__Problem requirements__
Select and copy out every line in the records containing "langcode".

__Stored data__
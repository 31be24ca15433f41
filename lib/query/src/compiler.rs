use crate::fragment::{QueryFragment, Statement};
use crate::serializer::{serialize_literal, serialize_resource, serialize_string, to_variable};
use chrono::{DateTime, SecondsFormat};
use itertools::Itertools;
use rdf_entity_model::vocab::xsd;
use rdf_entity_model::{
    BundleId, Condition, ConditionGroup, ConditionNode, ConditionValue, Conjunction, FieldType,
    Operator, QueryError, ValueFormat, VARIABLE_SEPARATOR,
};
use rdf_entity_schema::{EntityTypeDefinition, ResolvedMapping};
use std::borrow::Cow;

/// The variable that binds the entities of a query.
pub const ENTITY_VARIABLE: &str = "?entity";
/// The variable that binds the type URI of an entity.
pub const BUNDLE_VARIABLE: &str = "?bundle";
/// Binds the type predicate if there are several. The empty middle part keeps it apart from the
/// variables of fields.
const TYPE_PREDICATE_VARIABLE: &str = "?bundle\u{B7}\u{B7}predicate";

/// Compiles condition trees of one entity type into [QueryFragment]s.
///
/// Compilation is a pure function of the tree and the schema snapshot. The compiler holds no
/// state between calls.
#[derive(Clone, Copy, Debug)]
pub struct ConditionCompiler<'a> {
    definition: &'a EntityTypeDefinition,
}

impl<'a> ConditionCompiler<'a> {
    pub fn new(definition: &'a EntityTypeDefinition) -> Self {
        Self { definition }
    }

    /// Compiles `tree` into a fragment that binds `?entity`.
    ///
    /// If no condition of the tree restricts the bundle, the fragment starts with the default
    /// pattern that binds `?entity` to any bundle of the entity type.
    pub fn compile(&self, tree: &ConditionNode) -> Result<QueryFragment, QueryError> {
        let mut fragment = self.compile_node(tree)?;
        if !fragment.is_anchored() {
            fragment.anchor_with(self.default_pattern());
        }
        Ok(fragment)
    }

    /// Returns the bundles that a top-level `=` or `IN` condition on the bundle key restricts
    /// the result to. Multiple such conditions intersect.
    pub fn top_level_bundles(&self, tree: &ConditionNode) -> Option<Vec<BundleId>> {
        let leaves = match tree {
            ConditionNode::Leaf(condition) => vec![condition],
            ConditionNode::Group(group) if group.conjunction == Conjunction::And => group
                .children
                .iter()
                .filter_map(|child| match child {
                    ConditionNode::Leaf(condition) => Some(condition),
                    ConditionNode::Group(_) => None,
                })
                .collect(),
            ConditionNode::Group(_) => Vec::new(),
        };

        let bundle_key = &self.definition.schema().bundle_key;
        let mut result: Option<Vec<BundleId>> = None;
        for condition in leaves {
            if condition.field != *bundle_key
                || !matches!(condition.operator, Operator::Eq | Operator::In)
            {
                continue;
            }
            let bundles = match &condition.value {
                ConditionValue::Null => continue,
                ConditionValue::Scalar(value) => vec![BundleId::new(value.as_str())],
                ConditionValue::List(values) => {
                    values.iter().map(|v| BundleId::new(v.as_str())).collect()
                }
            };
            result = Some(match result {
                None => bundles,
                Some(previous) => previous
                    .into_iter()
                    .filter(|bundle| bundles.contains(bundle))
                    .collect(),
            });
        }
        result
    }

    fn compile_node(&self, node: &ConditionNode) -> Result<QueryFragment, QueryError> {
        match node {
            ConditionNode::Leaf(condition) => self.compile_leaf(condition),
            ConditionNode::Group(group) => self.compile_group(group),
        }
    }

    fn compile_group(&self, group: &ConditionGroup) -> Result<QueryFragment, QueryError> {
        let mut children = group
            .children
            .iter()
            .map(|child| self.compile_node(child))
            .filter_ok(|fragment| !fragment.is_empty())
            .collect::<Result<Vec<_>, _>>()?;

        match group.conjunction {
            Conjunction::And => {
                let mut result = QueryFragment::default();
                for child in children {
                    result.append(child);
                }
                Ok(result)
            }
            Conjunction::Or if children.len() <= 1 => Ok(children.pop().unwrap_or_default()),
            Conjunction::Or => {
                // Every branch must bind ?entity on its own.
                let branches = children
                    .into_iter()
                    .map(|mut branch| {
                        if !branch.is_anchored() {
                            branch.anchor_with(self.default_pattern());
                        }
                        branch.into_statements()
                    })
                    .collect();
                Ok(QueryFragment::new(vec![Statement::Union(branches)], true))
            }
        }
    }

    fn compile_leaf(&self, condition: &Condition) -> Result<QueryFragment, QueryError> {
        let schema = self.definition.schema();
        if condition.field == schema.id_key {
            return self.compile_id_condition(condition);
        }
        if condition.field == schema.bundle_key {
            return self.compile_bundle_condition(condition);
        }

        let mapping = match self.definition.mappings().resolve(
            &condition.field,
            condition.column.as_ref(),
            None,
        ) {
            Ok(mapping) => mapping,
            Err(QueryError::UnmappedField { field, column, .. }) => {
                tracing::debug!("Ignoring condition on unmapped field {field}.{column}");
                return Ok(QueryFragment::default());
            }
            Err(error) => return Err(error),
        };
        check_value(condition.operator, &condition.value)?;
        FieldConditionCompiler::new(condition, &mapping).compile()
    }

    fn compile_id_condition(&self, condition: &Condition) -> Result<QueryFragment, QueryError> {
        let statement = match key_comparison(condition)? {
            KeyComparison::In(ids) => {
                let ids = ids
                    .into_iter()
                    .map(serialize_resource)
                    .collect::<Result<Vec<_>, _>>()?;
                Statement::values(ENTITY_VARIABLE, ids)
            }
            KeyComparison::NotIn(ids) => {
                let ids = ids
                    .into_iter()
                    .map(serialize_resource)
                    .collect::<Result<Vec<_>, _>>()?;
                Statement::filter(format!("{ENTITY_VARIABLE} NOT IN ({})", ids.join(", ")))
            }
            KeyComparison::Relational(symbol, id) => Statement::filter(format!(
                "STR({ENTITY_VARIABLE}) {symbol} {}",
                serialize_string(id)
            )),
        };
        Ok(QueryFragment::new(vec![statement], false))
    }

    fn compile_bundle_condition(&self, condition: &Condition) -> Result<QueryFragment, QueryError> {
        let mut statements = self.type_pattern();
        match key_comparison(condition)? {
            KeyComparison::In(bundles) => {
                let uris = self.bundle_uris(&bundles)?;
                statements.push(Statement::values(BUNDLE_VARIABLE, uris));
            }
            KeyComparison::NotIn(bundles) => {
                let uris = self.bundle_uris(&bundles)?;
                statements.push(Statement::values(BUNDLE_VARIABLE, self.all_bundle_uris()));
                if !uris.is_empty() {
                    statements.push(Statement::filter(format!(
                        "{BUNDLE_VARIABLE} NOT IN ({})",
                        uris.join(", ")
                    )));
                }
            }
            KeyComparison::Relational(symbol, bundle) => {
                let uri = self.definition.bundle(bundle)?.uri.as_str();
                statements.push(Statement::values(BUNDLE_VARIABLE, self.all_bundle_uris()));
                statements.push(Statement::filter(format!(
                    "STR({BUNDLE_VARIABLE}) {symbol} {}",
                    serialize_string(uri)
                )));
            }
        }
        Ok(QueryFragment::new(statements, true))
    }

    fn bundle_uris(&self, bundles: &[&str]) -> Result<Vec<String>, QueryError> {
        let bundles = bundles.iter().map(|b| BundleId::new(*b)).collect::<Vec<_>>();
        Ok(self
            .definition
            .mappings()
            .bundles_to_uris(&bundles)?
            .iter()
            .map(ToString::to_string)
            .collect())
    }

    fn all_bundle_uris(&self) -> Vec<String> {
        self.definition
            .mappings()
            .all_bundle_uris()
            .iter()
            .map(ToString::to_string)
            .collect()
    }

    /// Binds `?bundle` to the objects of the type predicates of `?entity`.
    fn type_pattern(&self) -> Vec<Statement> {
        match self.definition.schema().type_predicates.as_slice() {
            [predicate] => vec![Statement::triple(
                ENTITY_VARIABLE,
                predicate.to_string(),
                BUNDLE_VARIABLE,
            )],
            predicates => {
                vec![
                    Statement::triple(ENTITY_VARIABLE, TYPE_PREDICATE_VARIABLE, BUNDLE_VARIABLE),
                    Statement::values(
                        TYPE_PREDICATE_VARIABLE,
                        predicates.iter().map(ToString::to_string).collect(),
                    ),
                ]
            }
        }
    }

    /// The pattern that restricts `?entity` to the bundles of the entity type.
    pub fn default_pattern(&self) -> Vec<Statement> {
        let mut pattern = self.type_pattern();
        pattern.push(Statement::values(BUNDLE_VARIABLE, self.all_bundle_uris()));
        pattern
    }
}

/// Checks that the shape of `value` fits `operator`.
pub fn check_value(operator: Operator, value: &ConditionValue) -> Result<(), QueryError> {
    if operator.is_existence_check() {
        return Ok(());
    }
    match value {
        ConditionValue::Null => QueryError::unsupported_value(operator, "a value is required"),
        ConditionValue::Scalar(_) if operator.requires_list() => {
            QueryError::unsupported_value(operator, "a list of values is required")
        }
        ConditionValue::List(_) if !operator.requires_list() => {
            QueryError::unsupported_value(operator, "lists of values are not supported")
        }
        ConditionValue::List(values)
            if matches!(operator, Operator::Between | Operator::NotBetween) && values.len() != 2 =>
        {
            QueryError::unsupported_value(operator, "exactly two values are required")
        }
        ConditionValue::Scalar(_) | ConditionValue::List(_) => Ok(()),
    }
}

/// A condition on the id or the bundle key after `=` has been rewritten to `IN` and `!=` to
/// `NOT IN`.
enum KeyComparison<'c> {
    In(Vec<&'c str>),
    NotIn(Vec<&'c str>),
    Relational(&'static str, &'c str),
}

==

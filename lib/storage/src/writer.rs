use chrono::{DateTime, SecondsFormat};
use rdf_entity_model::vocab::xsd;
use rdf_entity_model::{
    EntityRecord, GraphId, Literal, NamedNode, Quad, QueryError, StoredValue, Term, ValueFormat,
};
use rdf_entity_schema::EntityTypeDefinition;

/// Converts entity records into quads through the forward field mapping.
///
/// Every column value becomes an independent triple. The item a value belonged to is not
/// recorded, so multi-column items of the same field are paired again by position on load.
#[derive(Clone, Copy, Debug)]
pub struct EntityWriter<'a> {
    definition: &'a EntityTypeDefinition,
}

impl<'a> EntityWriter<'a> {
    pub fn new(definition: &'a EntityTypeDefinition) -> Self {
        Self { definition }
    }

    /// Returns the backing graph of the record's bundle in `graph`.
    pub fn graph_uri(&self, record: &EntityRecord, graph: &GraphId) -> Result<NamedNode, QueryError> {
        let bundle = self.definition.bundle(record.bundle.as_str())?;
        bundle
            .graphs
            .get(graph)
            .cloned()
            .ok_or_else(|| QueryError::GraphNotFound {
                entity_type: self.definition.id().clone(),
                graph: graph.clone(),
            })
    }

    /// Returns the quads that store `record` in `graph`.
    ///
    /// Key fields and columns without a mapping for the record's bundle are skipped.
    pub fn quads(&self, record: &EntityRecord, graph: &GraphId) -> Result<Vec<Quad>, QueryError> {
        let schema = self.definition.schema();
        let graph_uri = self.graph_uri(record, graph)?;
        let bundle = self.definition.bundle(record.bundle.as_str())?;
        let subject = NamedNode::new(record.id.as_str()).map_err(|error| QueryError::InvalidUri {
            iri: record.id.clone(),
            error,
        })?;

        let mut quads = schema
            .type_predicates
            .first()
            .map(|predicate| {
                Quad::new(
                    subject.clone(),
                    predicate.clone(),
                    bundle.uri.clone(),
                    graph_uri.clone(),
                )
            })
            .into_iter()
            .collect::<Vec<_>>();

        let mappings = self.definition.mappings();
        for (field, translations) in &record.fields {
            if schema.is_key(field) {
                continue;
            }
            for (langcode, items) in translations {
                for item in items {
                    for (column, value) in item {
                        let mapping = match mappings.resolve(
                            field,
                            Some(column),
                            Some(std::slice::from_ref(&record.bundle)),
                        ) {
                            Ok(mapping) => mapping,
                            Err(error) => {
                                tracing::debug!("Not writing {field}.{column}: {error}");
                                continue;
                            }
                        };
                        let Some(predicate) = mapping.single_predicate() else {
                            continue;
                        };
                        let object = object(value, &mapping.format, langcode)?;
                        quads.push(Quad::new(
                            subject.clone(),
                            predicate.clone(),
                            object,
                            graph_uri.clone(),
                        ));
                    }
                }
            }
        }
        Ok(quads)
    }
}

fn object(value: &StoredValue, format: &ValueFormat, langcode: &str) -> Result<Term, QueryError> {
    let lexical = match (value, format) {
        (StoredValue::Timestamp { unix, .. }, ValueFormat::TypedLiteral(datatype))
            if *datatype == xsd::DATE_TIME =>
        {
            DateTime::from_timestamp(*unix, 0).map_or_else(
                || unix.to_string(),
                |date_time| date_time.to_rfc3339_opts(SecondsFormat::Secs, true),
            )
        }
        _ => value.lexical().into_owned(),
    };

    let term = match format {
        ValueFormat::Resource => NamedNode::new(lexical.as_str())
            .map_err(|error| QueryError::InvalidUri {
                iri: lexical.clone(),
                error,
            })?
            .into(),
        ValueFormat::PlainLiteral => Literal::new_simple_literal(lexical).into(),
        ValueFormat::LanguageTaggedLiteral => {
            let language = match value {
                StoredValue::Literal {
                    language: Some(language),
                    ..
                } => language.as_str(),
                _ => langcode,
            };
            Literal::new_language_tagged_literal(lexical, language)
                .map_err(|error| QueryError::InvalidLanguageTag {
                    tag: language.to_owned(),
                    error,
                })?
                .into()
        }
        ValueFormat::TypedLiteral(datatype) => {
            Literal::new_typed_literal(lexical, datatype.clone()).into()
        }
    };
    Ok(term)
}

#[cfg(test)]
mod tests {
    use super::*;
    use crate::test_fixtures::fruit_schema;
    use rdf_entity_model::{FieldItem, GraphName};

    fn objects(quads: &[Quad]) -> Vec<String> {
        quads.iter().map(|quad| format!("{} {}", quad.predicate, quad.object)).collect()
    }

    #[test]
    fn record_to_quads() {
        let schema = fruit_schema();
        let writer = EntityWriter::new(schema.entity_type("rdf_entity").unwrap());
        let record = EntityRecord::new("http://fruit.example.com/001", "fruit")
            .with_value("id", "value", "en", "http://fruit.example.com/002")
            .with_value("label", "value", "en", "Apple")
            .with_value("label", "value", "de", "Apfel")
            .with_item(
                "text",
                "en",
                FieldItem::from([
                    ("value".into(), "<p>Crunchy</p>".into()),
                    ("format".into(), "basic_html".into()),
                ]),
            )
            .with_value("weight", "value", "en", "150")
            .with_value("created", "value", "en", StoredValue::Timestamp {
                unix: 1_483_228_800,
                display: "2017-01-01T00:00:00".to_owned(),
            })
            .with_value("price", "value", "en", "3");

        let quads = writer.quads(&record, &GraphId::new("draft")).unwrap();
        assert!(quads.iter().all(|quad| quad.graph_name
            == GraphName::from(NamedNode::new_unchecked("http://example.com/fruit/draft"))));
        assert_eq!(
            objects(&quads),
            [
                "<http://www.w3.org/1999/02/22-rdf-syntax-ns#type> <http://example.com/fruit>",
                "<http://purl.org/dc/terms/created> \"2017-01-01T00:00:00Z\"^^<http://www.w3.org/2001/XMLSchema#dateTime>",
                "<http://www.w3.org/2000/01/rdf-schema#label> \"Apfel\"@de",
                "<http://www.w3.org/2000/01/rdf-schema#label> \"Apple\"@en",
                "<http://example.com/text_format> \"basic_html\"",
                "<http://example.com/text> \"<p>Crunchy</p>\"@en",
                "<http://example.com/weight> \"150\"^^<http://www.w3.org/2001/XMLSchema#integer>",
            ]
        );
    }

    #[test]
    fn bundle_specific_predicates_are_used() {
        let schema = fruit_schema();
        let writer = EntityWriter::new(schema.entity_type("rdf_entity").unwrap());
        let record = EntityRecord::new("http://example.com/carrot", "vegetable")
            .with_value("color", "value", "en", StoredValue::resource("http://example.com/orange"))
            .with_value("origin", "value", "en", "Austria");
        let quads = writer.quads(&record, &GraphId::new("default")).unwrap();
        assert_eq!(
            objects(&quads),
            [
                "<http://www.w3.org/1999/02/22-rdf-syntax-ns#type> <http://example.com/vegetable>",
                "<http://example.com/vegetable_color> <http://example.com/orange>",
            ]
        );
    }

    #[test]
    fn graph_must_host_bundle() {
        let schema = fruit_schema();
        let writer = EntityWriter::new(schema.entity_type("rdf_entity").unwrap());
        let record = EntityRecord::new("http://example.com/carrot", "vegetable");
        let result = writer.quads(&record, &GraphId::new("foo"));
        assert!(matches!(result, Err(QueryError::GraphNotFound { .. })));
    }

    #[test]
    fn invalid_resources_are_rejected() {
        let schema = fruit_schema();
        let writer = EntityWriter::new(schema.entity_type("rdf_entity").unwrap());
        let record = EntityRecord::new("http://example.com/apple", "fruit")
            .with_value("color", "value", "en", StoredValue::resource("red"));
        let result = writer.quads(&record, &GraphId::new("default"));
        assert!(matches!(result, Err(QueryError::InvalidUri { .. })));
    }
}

__Answer for this exercise__
            for (langcode, items) in translations {
                        let object = object(value, &mapping.format, langcode)?;
fn object(value: &StoredValue, format: &ValueFormat, langcode: &str) -> Result<Term, QueryError> {
                _ => langcode,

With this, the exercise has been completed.